Records for the task »

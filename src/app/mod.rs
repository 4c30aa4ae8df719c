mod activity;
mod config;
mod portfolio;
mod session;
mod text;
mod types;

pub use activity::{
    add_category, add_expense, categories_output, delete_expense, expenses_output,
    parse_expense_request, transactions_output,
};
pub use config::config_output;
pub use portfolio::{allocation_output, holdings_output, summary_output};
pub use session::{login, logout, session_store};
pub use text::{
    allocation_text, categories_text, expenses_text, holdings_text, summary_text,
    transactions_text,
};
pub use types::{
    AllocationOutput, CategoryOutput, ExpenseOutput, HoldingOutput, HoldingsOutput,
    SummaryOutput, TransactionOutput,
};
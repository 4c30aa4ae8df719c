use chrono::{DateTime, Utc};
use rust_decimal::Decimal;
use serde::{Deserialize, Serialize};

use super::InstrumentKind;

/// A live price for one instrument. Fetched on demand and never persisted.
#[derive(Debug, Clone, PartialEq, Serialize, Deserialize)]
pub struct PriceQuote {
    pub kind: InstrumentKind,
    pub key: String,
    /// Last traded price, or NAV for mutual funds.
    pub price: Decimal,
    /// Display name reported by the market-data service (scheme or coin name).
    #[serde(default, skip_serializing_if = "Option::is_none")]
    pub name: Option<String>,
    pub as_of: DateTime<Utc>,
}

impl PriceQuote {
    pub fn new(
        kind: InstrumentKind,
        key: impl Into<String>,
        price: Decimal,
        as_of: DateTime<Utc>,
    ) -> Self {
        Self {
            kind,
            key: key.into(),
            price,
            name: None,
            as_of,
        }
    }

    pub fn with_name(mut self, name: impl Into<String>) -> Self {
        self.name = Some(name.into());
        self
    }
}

--

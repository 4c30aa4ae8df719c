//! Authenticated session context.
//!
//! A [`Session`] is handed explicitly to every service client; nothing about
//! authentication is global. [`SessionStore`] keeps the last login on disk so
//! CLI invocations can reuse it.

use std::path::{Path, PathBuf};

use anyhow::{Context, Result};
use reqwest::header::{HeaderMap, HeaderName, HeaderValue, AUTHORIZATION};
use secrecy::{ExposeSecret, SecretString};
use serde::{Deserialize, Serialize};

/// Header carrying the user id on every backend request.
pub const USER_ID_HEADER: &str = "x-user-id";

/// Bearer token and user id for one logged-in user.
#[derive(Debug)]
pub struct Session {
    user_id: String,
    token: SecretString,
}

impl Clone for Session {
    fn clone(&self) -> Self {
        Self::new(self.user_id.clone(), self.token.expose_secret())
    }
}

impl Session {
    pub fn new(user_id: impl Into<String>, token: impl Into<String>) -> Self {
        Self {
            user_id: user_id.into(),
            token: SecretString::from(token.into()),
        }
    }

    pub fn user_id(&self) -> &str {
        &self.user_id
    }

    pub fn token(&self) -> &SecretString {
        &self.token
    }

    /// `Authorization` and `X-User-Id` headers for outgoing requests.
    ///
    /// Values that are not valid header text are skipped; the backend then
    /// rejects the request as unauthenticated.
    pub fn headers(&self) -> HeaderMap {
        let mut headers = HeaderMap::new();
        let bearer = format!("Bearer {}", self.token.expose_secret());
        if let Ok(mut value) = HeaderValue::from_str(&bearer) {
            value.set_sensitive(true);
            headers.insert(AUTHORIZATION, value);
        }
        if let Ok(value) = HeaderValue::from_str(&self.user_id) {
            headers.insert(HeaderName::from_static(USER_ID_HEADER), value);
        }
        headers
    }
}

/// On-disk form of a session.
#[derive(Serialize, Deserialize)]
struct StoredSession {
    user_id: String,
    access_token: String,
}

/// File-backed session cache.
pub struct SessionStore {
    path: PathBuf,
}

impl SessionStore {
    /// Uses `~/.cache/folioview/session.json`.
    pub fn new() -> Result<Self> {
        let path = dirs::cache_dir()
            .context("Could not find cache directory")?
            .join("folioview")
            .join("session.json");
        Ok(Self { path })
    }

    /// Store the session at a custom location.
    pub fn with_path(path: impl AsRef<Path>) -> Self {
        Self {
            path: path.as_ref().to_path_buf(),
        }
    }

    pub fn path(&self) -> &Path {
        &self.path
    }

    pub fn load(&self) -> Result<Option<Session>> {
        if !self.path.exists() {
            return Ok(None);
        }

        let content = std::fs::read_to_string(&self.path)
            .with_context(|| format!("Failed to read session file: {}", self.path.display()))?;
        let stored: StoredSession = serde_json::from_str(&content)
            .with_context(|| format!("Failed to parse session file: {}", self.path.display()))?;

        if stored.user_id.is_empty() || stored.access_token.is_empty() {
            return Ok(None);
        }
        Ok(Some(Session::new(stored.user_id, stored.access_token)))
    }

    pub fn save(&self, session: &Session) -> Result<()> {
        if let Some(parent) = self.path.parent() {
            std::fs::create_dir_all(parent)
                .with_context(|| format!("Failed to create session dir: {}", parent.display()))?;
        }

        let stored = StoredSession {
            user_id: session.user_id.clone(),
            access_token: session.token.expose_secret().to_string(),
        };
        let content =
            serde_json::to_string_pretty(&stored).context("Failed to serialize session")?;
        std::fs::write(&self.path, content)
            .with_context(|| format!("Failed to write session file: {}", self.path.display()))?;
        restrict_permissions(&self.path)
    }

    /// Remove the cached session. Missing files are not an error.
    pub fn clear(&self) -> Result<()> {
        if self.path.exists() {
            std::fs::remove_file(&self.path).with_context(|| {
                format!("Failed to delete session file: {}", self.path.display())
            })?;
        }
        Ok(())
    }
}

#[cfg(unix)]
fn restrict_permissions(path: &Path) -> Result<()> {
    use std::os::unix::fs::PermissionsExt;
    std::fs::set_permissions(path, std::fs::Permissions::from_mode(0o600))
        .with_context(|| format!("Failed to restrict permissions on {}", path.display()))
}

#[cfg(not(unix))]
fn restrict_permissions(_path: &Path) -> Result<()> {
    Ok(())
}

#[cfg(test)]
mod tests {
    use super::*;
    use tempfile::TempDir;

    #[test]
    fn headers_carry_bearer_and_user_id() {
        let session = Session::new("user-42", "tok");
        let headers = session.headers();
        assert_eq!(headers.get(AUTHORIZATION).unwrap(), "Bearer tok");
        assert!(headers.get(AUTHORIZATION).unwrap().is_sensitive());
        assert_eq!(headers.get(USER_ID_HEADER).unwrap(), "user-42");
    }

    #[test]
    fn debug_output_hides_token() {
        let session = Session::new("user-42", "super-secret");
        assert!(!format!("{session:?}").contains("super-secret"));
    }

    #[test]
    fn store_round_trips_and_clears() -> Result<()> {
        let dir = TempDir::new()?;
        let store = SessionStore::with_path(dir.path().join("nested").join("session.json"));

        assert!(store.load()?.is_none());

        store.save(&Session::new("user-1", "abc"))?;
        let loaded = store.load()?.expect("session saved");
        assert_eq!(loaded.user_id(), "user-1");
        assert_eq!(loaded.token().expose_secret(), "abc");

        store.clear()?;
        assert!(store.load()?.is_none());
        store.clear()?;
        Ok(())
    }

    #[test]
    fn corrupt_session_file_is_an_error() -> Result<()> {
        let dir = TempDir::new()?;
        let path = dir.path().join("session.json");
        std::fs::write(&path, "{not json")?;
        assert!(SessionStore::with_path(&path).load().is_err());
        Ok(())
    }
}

Instructions to follow » Go through the records above and return each line in which the word "service" occurs.

Completed exercise »
    /// Display name reported by the market-data service (scheme or coin name).
//! A [`Session`] is handed explicitly to every service client; nothing about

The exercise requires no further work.